(Saved data entries)
Segment Open

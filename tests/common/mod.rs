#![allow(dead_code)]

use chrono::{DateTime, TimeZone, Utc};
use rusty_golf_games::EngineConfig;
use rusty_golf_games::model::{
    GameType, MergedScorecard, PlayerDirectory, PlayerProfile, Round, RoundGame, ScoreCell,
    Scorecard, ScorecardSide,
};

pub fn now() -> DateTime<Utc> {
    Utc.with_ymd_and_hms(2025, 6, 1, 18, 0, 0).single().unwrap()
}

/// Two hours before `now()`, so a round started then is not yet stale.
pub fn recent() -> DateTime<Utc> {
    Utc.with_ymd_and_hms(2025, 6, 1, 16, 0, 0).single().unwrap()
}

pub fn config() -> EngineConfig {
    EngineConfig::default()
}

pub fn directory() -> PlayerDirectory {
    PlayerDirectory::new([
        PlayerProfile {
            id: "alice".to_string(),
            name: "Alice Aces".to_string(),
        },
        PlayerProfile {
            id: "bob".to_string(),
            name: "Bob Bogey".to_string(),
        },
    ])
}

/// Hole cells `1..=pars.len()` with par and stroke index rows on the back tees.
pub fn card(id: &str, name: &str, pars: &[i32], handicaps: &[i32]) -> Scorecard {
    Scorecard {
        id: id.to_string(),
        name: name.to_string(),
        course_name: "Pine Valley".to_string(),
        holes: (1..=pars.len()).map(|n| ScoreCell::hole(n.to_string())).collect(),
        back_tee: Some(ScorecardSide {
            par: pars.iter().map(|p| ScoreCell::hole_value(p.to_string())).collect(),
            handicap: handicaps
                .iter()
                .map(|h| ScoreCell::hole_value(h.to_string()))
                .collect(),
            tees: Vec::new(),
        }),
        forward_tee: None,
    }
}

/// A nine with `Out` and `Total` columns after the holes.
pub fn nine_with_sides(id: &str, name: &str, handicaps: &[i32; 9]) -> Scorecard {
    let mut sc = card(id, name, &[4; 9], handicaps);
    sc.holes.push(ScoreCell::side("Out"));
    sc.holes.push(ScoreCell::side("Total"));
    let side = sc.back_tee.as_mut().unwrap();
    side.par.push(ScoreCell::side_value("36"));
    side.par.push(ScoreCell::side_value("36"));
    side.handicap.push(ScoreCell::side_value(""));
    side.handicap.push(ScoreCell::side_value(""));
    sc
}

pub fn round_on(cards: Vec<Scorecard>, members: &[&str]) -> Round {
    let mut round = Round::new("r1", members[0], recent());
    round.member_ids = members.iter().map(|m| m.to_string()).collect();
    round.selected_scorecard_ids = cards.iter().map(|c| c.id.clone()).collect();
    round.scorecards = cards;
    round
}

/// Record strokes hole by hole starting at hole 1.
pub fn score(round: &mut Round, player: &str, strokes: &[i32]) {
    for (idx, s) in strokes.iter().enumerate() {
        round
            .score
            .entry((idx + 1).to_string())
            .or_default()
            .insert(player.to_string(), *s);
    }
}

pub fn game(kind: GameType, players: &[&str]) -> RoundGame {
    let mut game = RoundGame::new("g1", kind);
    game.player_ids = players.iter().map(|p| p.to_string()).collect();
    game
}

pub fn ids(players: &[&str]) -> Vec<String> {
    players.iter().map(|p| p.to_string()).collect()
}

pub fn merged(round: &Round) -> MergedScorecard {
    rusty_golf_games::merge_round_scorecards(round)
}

Segment Closed
Segment Open

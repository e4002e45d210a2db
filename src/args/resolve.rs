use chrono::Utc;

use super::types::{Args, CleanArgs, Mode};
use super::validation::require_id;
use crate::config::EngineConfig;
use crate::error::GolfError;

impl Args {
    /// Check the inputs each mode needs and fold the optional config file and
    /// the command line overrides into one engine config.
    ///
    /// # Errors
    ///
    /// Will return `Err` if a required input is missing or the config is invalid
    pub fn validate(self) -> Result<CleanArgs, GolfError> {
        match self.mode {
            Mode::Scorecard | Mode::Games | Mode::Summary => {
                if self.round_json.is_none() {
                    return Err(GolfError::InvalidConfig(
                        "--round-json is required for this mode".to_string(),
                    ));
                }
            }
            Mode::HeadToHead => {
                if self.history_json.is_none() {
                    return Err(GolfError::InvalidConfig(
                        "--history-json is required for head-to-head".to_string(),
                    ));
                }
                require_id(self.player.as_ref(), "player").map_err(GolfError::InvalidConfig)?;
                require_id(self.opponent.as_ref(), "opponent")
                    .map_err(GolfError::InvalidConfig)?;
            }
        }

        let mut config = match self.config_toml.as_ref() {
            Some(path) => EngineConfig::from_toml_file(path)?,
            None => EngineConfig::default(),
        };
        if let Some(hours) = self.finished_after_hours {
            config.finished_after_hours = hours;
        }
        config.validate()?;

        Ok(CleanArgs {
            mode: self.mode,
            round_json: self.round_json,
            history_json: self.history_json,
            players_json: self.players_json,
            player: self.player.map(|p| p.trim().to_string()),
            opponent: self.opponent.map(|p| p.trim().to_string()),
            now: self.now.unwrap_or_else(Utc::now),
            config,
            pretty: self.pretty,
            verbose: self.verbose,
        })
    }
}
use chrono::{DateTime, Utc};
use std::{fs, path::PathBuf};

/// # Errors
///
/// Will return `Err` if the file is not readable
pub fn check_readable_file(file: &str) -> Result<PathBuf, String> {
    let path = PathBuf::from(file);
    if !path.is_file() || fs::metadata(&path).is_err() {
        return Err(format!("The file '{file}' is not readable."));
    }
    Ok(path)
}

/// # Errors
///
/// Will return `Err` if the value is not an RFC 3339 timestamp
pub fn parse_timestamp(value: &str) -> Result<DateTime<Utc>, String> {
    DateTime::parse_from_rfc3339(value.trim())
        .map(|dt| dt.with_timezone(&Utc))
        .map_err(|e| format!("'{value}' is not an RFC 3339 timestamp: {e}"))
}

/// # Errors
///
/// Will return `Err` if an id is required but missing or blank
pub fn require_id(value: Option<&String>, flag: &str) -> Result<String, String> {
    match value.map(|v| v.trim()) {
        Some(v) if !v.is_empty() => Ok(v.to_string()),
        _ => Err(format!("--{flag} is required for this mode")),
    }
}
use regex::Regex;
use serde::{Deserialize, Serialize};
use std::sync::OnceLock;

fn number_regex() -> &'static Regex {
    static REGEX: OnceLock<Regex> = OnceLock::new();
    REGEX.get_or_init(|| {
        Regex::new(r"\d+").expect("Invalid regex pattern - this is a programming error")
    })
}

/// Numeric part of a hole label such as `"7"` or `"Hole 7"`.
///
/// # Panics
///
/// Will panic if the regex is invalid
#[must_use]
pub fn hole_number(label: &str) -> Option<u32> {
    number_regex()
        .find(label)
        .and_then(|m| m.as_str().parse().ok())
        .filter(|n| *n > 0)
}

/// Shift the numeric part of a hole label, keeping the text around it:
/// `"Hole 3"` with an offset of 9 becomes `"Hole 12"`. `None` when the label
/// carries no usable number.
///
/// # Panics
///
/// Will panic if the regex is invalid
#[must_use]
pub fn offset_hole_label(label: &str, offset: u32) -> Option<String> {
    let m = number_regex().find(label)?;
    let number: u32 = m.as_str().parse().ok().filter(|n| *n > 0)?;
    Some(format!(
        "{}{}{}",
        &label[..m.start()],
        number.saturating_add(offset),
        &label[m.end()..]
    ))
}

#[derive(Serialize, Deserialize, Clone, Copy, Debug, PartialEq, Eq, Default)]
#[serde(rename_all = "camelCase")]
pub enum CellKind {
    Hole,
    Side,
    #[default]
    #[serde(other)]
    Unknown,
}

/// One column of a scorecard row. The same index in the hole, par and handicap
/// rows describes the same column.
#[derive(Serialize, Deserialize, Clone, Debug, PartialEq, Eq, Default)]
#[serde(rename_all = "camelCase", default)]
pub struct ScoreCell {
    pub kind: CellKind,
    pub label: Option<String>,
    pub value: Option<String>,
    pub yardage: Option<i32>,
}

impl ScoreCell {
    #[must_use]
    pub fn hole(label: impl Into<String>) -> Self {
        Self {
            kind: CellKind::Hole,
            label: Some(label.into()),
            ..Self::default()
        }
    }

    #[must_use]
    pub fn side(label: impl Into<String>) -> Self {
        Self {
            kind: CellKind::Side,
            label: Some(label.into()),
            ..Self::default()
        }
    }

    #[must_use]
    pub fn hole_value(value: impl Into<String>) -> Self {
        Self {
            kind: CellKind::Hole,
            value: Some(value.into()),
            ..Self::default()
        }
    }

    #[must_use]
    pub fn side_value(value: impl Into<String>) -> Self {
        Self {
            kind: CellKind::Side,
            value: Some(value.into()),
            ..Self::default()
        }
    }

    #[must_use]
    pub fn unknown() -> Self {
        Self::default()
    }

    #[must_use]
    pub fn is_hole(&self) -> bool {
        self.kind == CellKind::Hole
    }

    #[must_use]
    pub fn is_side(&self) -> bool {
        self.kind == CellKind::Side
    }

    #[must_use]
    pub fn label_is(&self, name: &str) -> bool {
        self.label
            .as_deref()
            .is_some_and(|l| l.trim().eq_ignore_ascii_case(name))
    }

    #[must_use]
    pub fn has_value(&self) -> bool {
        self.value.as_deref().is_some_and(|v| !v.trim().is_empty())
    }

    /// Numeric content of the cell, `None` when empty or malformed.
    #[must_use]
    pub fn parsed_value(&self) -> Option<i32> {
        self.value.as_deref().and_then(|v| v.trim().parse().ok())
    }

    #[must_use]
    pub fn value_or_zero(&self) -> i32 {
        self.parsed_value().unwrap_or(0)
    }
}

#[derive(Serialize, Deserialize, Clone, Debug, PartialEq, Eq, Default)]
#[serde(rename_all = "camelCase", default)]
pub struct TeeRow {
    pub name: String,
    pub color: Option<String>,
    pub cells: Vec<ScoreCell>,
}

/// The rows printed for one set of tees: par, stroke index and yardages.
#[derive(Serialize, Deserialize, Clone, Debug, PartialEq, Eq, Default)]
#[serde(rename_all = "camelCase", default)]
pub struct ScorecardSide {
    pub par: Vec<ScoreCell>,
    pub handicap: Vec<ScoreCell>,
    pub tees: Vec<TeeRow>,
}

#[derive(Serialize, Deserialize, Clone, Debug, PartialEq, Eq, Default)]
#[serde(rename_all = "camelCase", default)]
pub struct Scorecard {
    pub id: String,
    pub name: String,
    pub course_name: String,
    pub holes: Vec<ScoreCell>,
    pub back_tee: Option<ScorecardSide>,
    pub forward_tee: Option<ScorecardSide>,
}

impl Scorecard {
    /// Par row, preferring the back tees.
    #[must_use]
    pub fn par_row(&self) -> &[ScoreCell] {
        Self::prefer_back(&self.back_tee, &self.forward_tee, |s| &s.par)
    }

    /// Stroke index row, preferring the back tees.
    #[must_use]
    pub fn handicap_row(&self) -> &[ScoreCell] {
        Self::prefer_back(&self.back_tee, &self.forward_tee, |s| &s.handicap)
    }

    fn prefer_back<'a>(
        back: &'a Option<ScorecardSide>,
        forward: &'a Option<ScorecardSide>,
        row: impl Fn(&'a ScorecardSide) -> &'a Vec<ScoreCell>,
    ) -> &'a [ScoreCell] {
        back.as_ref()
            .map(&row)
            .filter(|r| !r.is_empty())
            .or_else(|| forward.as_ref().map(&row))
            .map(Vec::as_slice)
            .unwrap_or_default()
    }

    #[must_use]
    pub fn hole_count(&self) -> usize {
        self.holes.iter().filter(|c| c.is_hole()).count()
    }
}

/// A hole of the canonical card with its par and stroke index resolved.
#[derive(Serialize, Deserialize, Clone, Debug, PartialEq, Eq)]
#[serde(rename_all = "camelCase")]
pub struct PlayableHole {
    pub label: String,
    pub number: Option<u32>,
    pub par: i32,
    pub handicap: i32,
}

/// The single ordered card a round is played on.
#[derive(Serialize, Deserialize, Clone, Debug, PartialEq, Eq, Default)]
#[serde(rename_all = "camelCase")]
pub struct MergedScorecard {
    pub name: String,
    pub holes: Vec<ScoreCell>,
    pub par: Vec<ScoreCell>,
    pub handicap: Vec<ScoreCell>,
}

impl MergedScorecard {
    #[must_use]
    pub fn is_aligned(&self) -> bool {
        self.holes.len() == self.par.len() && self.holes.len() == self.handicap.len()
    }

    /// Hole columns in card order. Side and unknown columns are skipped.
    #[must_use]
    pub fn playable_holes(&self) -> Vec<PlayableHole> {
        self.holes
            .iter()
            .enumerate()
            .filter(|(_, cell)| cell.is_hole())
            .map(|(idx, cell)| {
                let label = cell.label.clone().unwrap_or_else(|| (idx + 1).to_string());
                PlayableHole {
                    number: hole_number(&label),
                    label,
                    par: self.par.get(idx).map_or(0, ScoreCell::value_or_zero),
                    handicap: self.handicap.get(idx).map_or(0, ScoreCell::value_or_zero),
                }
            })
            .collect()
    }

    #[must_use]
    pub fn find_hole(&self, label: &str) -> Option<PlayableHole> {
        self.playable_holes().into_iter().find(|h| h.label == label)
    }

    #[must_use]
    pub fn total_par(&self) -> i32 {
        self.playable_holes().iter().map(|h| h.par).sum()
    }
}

Segment Closed

# ASSIGNMENT
Your answer should be the lines of the records that include the word "opponent".

# ANSWER FOR THE TASK
                require_id(self.opponent.as_ref(), "opponent")
            opponent: self.opponent.map(|p| p.trim().to_string()),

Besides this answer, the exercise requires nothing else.